Booster, the writer and star of this summer’s Hulu film Fire Island, took to Twitter on Sunday to offer his thoughts about Eichner recently speaking to Variety about his Universal Pictures release, Bros, which is touted as the first LGBTQ romantic comedy to receive a theatrical release from a studio. Eichner told the publication that his film felt historic because it would be hitting theaters, rather than being “some streaming thing which feels disposable, or which is like one of a million Netflix shows.”
Social media users wondered whether Eichner might have been referring to such Hulu projects as Fire Island, an updated take on Jane Austen’s Pride and Prejudice featuring a group of gay friends enjoying a getaway at the titular beach destination in New York, or Hulu’s 2020 holiday film Happiest Season starring Kristen Stewart. This apparently led Booster to explain that he had been without cell service in the desert when the Eichner interview published and that the Billy on the Street star, in addition to being his friend and first comedy boss, supported him throughout the process of making Fire Island.

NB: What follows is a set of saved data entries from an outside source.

//! Interaction plugin
//!
//! The agent half of an attach channel. Binds channels to sessions, answers
//! their requests, implements the run-block release gate, and provides
//! session I/O to the process manager.

use std::sync::atomic::{AtomicU64, Ordering};
use std::sync::Arc;

use async_trait::async_trait;
use bytes::{Bytes, BytesMut};
use dashmap::DashMap;
use tokio::io::AsyncReadExt;
use tokio::sync::{oneshot, watch};
use tokio_util::sync::CancellationToken;
use uuid::Uuid;

use tether_core::SessionError;
use tether_protocol::msgs::{self, WindowSize};
use tether_protocol::{Channel, ChannelRequest};

use crate::launch::Launch;
use crate::plugin::{Capabilities, Plugin};
use crate::process::{Releaser, Terminal};
use crate::session::Session;
use crate::signals;

const STDIN_CHUNK: usize = 32 * 1024;

struct Inner {
    uuid: Uuid,
    /// Release gates by session id
    gates: DashMap<String, watch::Sender<bool>>,
    unblocks: AtomicU64,
}

#[derive(Clone)]
pub struct Interaction {
    inner: Arc<Inner>,
}

impl Default for Interaction {
    fn default() -> Self {
        Self::new()
    }
}

impl Interaction {
    pub fn new() -> Self {
        Self {
            inner: Arc::new(Inner {
                uuid: Uuid::new_v4(),
                gates: DashMap::new(),
                unblocks: AtomicU64::new(0),
            }),
        }
    }

    fn gate(&self, id: &str) -> watch::Receiver<bool> {
        self.inner
            .gates
            .entry(id.to_string())
            .or_insert_with(|| watch::channel(false).0)
            .subscribe()
    }

    /// Open the release gate of session `id`; repeated calls are no-ops
    pub fn unblock(&self, id: &str) {
        self.inner.unblocks.fetch_add(1, Ordering::Relaxed);
        let opened = !self
            .inner
            .gates
            .entry(id.to_string())
            .or_insert_with(|| watch::channel(false).0)
            .send_replace(true);
        if opened {
            tracing::info!(session = id, "Unblocked");
        }
    }

    /// `unblock` requests received so far
    pub fn unblock_count(&self) -> u64 {
        self.inner.unblocks.load(Ordering::Relaxed)
    }

    /// Bind `channel` to `session` and serve its requests until it closes
    pub async fn attach(&self, session: Arc<Session>, channel: Channel) {
        let requests = channel.take_requests();
        let attachment = session.attach(channel.clone()).await;
        if channel.is_closed() {
            return;
        }

        let stdin_close = CancellationToken::new();
        if session.config.open_stdin {
            tokio::spawn(forward_stdin(
                session.clone(),
                channel.clone(),
                stdin_close.clone(),
            ));
        }

        let Some(mut requests) = requests else {
            tracing::warn!(session = %session.id, "Channel requests already taken");
            return;
        };

        let interaction = self.clone();
        tokio::spawn(async move {
            while let Some(req) = requests.recv().await {
                interaction.handle(&session, &stdin_close, req);
            }
            session.detach(attachment).await;
            tracing::debug!(session = %session.id, attachment, "Channel detached");
        });
    }

    fn handle(&self, session: &Session, stdin_close: &CancellationToken, req: ChannelRequest) {
        match req.name() {
            msgs::WINDOW_CHANGE_REQ => {
                let ok = match WindowSize::decode(req.payload()) {
                    Ok(size) => match session.resize(size) {
                        Ok(()) => true,
                        Err(e) => {
                            tracing::warn!(session = %session.id, "Resize failed: {}", e);
                            false
                        }
                    },
                    Err(e) => {
                        tracing::warn!(session = %session.id, "Bad window-change: {}", e);
                        false
                    }
                };
                req.reply(ok, Bytes::new());
            }
            msgs::SIGNAL_REQ => {
                let ok = match msgs::decode_string(req.payload(), "signal") {
                    Ok(name) => match signals::lookup(&name) {
                        Some(signal) => session.signal(signal).is_ok(),
                        None => {
                            tracing::warn!(
                                session = %session.id,
                                "{}",
                                SessionError::UnknownSignal(name)
                            );
                            false
                        }
                    },
                    Err(_) => false,
                };
                req.reply(ok, Bytes::new());
            }
            msgs::CLOSE_STDIN_REQ => {
                // The forwarder closes once the input that preceded this request is fed
                if session.config.open_stdin {
                    stdin_close.cancel();
                } else {
                    session.close_stdin();
                }
                req.reply(true, Bytes::new());
            }
            msgs::PING_REQ => {
                let echo = req.payload().clone();
                req.reply(true, echo);
            }
            msgs::UNBLOCK_REQ => {
                self.unblock(&session.id);
                req.reply(true, Bytes::new());
            }
            other => {
                tracing::debug!(session = %session.id, "Unsupported channel request {}", other);
            }
        }
    }
}

/// Copy channel input into the session's stdin
///
/// Input already received is fed before a `close-stdin` takes effect.
/// Channel EOF alone leaves the child's stdin open.
async fn forward_stdin(session: Arc<Session>, channel: Channel, close: CancellationToken) {
    let mut reader = channel.reader();
    let mut buf = BytesMut::with_capacity(STDIN_CHUNK);
    loop {
        buf.clear();
        tokio::select! {
            biased;
            read = reader.read_buf(&mut buf) => match read {
                Ok(0) | Err(_) => break,
                Ok(_) => {
                    if !session.feed_stdin(buf.split().freeze()) {
                        tracing::debug!(session = %session.id, "Dropping input, stdin is closed");
                    }
                }
            },
            _ = close.cancelled() => {
                session.close_stdin();
                return;
            }
        }
    }

    tokio::select! {
        _ = close.cancelled() => session.close_stdin(),
        _ = channel.closed() => {}
    }
}

#[async_trait]
impl Releaser for Interaction {
    async fn release(&self, session: Arc<Session>, out: oneshot::Sender<()>) {
        let mut gate = self.gate(&session.id);
        if gate.wait_for(|open| *open).await.is_ok() {
            let _ = out.send(());
        }
    }
}

#[async_trait]
impl Terminal for Interaction {
    fn pseudo_terminal(&self, session: &Arc<Session>) -> Result<Launch, SessionError> {
        Launch::pty(&session.config)
    }

    fn non_interact(&self, session: &Arc<Session>) -> Result<Launch, SessionError> {
        Launch::pipes(&session.config)
    }

    async fn close(&self, session: &Arc<Session>, status: u32) {
        session.finish(status).await;
    }
}

#[async_trait]
impl Plugin for Interaction {
    fn name(&self) -> &str {
        "interaction"
    }

    fn uuid(&self) -> Uuid {
        self.inner.uuid
    }

    fn capabilities(&self) -> Capabilities {
        Capabilities {
            signaler: true,
            ..Default::default()
        }
    }
}

#[cfg(test)]
mod tests {
    use super::*;
    use std::time::Duration;
    use tether_core::config::{Cmd, SessionConfig};
    use tether_protocol::{Mux, MuxHandle};
    use tokio::io::duplex;

    struct Pair {
        controller: MuxHandle,
        _agent: MuxHandle,
        opens: tokio::sync::mpsc::UnboundedReceiver<tether_protocol::NewChannel>,
    }

    fn pair() -> Pair {
        let (a, b) = duplex(256 * 1024);
        let (controller, _, _) = Mux::start(a);
        let (agent, _, opens) = Mux::start(b);
        Pair {
            controller,
            _agent: agent,
            opens,
        }
    }

    async fn attached(interaction: &Interaction, session: Arc<Session>) -> (Channel, Pair) {
        let mut pair = pair();
        let open = tokio::spawn({
            let controller = pair.controller.clone();
            async move {
                controller
                    .open_channel(msgs::ATTACH_CHANNEL, Bytes::from_static(b"c1"))
                    .await
                    .unwrap()
            }
        });
        let incoming = pair.opens.recv().await.unwrap();
        interaction.attach(session, incoming.accept().unwrap()).await;
        (open.await.unwrap(), pair)
    }

    fn session(config: SessionConfig) -> Arc<Session> {
        Session::new(SessionConfig {
            id: "c1".into(),
            attach: true,
            ..config
        })
    }

    async fn request(channel: &Channel, name: &str, payload: Bytes) -> (bool, Bytes) {
        let reply = channel.send_request(name, true, payload).await.unwrap().unwrap();
        (reply.ok, reply.payload)
    }

    #[tokio::test]
    async fn test_ping_echoes() {
        let interaction = Interaction::new();
        let (channel, _pair) = attached(&interaction, session(SessionConfig::default())).await;
        let (ok, payload) = request(&channel, msgs::PING_REQ, Bytes::from_static(b"token")).await;
        assert!(ok);
        assert_eq!(&payload[..], b"token");
    }

    #[tokio::test]
    async fn test_unblock_idempotent() {
        let interaction = Interaction::new();
        let s = session(SessionConfig::default());
        let (channel, _pair) = attached(&interaction, s.clone()).await;

        let (tx, rx) = oneshot::channel();
        let releaser = interaction.clone();
        tokio::spawn(async move { releaser.release(s, tx).await });

        for _ in 0..3 {
            let (ok, _) = request(&channel, msgs::UNBLOCK_REQ, Bytes::from_static(b"1")).await;
            assert!(ok);
        }
        tokio::time::timeout(Duration::from_secs(1), rx)
            .await
            .unwrap()
            .unwrap();
        assert_eq!(interaction.unblock_count(), 3);
    }

    #[tokio::test]
    async fn test_release_after_unblock() {
        let interaction = Interaction::new();
        interaction.unblock("c1");
        let (tx, rx) = oneshot::channel();
        interaction.release(session(SessionConfig::default()), tx).await;
        assert!(rx.await.is_ok());
    }

    #[tokio::test]
    async fn test_window_change_without_tty() {
        let interaction = Interaction::new();
        let (channel, _pair) = attached(&interaction, session(SessionConfig::default())).await;

        let (ok, _) = request(&channel, msgs::WINDOW_CHANGE_REQ, WindowSize::new(0, 0).encode()).await;
        assert!(ok);
        let (ok, _) = request(&channel, msgs::WINDOW_CHANGE_REQ, Bytes::from_static(b"short")).await;
        assert!(!ok);
    }

    #[tokio::test]
    async fn test_signal_requests() {
        let interaction = Interaction::new();
        let (channel, _pair) = attached(&interaction, session(SessionConfig::default())).await;

        // Known mnemonic but no child yet
        let (ok, _) = request(&channel, msgs::SIGNAL_REQ, msgs::encode_string("TERM")).await;
        assert!(!ok);
        let (ok, _) = request(&channel, msgs::SIGNAL_REQ, msgs::encode_string("BOGUS")).await;
        assert!(!ok);
    }

    #[tokio::test]
    async fn test_unknown_request_fails() {
        let interaction = Interaction::new();
        let (channel, _pair) = attached(&interaction, session(SessionConfig::default())).await;
        let (ok, _) = request(&channel, "pty-req", Bytes::new()).await;
        assert!(!ok);
    }

    #[tokio::test]
    async fn test_stdin_forwarded_until_close() {
        let interaction = Interaction::new();
        let s = session(SessionConfig {
            open_stdin: true,
            cmd: Cmd::new("/bin/cat", ["cat"]),
            ..Default::default()
        });
        let (tx, mut rx) = tokio::sync::mpsc::unbounded_channel();
        s.launched(1, Some(tx), None);
        let (channel, _pair) = attached(&interaction, s.clone()).await;

        channel.write_all(b"input").await.unwrap();
        assert_eq!(&rx.recv().await.unwrap()[..], b"input");

        let (ok, _) = request(&channel, msgs::CLOSE_STDIN_REQ, Bytes::new()).await;
        assert!(ok);
        assert!(rx.recv().await.is_none());
    }

    #[tokio::test]
    async fn test_stdin_before_launch_is_held() {
        let interaction = Interaction::new();
        let s = session(SessionConfig {
            open_stdin: true,
            run_block: true,
            cmd: Cmd::new("/bin/cat", ["cat"]),
            ..Default::default()
        });
        let (channel, _pair) = attached(&interaction, s.clone()).await;

        channel.write_all(b"hello\n").await.unwrap();
        let (ok, _) = request(&channel, msgs::CLOSE_STDIN_REQ, Bytes::new()).await;
        assert!(ok);

        let (tx, mut rx) = tokio::sync::mpsc::unbounded_channel();
        tokio::time::timeout(Duration::from_secs(1), async {
            while !s.stdin_close_pending() {
                tokio::time::sleep(Duration::from_millis(5)).await;
            }
        })
        .await
        .unwrap();
        s.launched(1, Some(tx), None);

        assert_eq!(&rx.recv().await.unwrap()[..], b"hello\n");
        assert!(rx.recv().await.is_none());
    }

    #[tokio::test]
    async fn test_detach_on_close() {
        let interaction = Interaction::new();
        let s = session(SessionConfig::default());
        let (channel, _pair) = attached(&interaction, s.clone()).await;
        assert_eq!(s.attachment_count().await, 1);

        channel.close();
        tokio::time::timeout(Duration::from_secs(1), async {
            while s.attachment_count().await > 0 {
                tokio::time::sleep(Duration::from_millis(10)).await;
            }
        })
        .await
        .unwrap();
    }
}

“It seems like he was pretty inarticulate in his excitement about his movie getting a theatrical release, which is really fucking cool and something I’m sure the studio and his publicist is making him constantly talk about,” Booster wrote. “God knows I’ve said plenty of dumb shit without a publicist’s help.”
He continued, “I’m so proud of my movie and all the people who helped make it happen and am so grateful it was accessible to so many people on streaming, and don’t see it as any less valuable because of that. That being said, I’m also excited to see Bros on the big screen and wish Billy nothing but the best. I truly hope you can enjoy both or neither of our movies without pitting them against each other (even though that is obviously a very fun thing to do and basically what gay Twitter was created for).”
Booster went on to say that he has spoken to Eichner, the co-writer and star of the film that is premiering at the Toronto Film Festival ahead of its Sept. 30 release, and that they’ve cleared the air. Booster added that he is not dwelling on the situation and is focused on other things.
Following the initial attention surrounding his comments, Eichner posted a Twitter thread in which he apologized “from the bottom of my heart” to anyone who felt offended or insulted. “I was not at ALL referring to the quality or monumental impact of streaming films, I was referring to the way that, historically, LGBTQ+ content has often been considered niche and disregarded by Hollywood,” he wrote.
The star added that he is “very proud Bros is one of many projects – theatrical, streaming, online, etc – where so many of us are finally getting to tell our own LGBTQ+ stories.”
Prior to the June 3 launch of Fire Island, Booster told The Hollywood Reporter that he wasn’t sure if he wished the film had landed a theatrical release. Debate has continued in recent years over whether rom-coms, which developed into a cottage industry from streamers, can return to prominence on the big screen.
“I wish everyone could have the experience of watching this in a movie theater if they would like,” Booster said at the time. “But do I think it’s vital, and do I almost think it’s more helpful that it’s streaming from the jump? Yeah, I do. I think that it’s going to find an audience of people who maybe don’t have access to see a movie in a movie theater right now.”